- Allegiance: Australia
- Branch: Citizen Military Forces Second Australian Imperial Force
- Service years: 1924–1946
- Rank: Brigadier
- Commands: 2/4th Anti-Tank Regiment 11th Field Brigade
- Conflicts: Second World War
- Awards: Distinguished Service Order Efficiency Decoration Mentioned in Despatches

= Cranston McEachern =

Brigadier Cranston Albury McEachern, (9 September 1905 – 15 October 1983) was an Australian Army officer and solicitor.

==Early life==
McEachern was born at Dongara in Western Australia to tailor Archibald Hector Cranston McEachern and Lillian Emma, née Dumbrell. He attended Brisbane Grammar School and was admitted as a solicitor on 2 May 1928, establishing his own firm. He joined the Australian Field Artillery militia in 1924 and by 1936 was a major commanding the 11th Field Brigade. He married Clarice Jean Lynagh Smith on 24 April 1936 at Brisbane, but they separated in January 1940 and were subsequently divorced. McEachern remarried clerk Hazel Lawson Lyon on 17 October 1940 in Brisbane. He was promoted lieutenant colonel in February 1937.

==Second World War==
After the outbreak of the Second World War, McEachern gave up his law firm and joined the Second Australian Imperial Force on 1 May 1940 as a major. In October 1940 he was again promoted lieutenant colonel and was given command of the 2/4th Anti-Tank Regiment, which was sent to Malaya with the 8th Division. Fighting against the Japanese from 27 December 1941, the unit was still in place at the surrender on 15 February 1942; McEachern's superior officer reported that he was "an inspiration to his Regiment owing to his outstanding ability, command and control which were exercised without regard for personal safety"; he would receive the Distinguished Service Order for his actions in 1947.

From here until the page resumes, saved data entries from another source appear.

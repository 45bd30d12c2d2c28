// type compatibility engine
use std::collections::HashMap;

use once_cell::sync::Lazy;
use serde::{Deserialize, Serialize};

use crate::core::types::{Primitive, TypeExpr};

//interchangeable primitive groups; a primitive belongs to exactly one
const PRIMITIVE_GROUPS: &[&[Primitive]] = &[
    &[
        Primitive::Integer,
        Primitive::Long,
        Primitive::Decimal,
        Primitive::Double,
        Primitive::Float,
    ],
    &[Primitive::String, Primitive::Char],
    &[Primitive::Boolean],
    &[Primitive::DateTime, Primitive::DateOnly],
    &[Primitive::Guid],
];

static GROUP_OF: Lazy<HashMap<Primitive, usize>> = Lazy::new(|| {
    PRIMITIVE_GROUPS
        .iter()
        .enumerate()
        .flat_map(|(idx, group)| group.iter().map(move |&p| (p, idx)))
        .collect()
});

/// Why two type expressions were judged compatible (or not).
#[derive(Debug, Clone, Copy, PartialEq, Eq, Serialize, Deserialize)]
pub enum Compatibility {
    Identical,
    NullableEquivalent,
    CollectionElements,
    PrimitiveGroup,
    Incompatible,
}

impl Compatibility {
    pub fn is_compatible(self) -> bool {
        !matches!(self, Compatibility::Incompatible)
    }
}

pub fn is_compatible(a: &TypeExpr, b: &TypeExpr) -> bool {
    compatibility(a, b).is_compatible()
}

/// Symmetric in its reason as well as its verdict: every step looks at both sides.
pub fn compatibility(a: &TypeExpr, b: &TypeExpr) -> Compatibility {
    if a == b {
        return Compatibility::Identical;
    }

    //`T?` against `T`, either side
    if nullable_of(a, b) || nullable_of(b, a) {
        return Compatibility::NullableEquivalent;
    }

    match (a.without_nullable(), b.without_nullable()) {
        (TypeExpr::Collection(x), TypeExpr::Collection(y)) => {
            if is_compatible(x, y) {
                Compatibility::CollectionElements
            } else {
                Compatibility::Incompatible
            }
        }
        (TypeExpr::Collection(_), _) | (_, TypeExpr::Collection(_)) => Compatibility::Incompatible,
        (TypeExpr::Primitive(p), TypeExpr::Primitive(q)) if same_primitive_group(*p, *q) => {
            Compatibility::PrimitiveGroup
        }
        _ => Compatibility::Incompatible,
    }
}

pub fn same_primitive_group(a: Primitive, b: Primitive) -> bool {
    match (GROUP_OF.get(&a), GROUP_OF.get(&b)) {
        (Some(x), Some(y)) => x == y,
        _ => false,
    }
}

fn nullable_of(wrapped: &TypeExpr, plain: &TypeExpr) -> bool {
    matches!(wrapped, TypeExpr::Nullable(inner) if inner.as_ref() == plain)
}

As a prisoner of war, McEachern commanded "D" force, which was sent to work on the Burma-Thailand Railway in March 1943. Promoted colonel and temporary brigadier from April 1942, he commanded 5000 Australian and British troops on the railway. He was the senior Allied officer in Thailand at the Japanese surrender in August 1945 and oversaw the repatriation of 30,000 troops. He overstepped his authority to countermand Allied officers to concentrate prisoners in the Bangkok area as he knew many prisoners would not survive the long march. Mentioned in despatches, he was formally transferred to the Reserve of Officers on 19 February 1946 as an honorary brigadier.

==Later life==
Cranston McEachern & Co. became a major law firm when McEachern returned from the war. He stood as a Senate candidate for the Services Party of Australia at the 1946 federal election, and was president of the Queensland branch of the United Service Institute from 1946 to 1961. From 1964 to 1969 he was president of the Young Men's Christian Association of Brisbane and from 1966 to 1970 was honorary colonel of the Australian Cadet Corps, Northern Command. He died in 1983 at Bridgeman Downs in Brisbane, survived by his wife, a son from his first marriage, and three children from his second.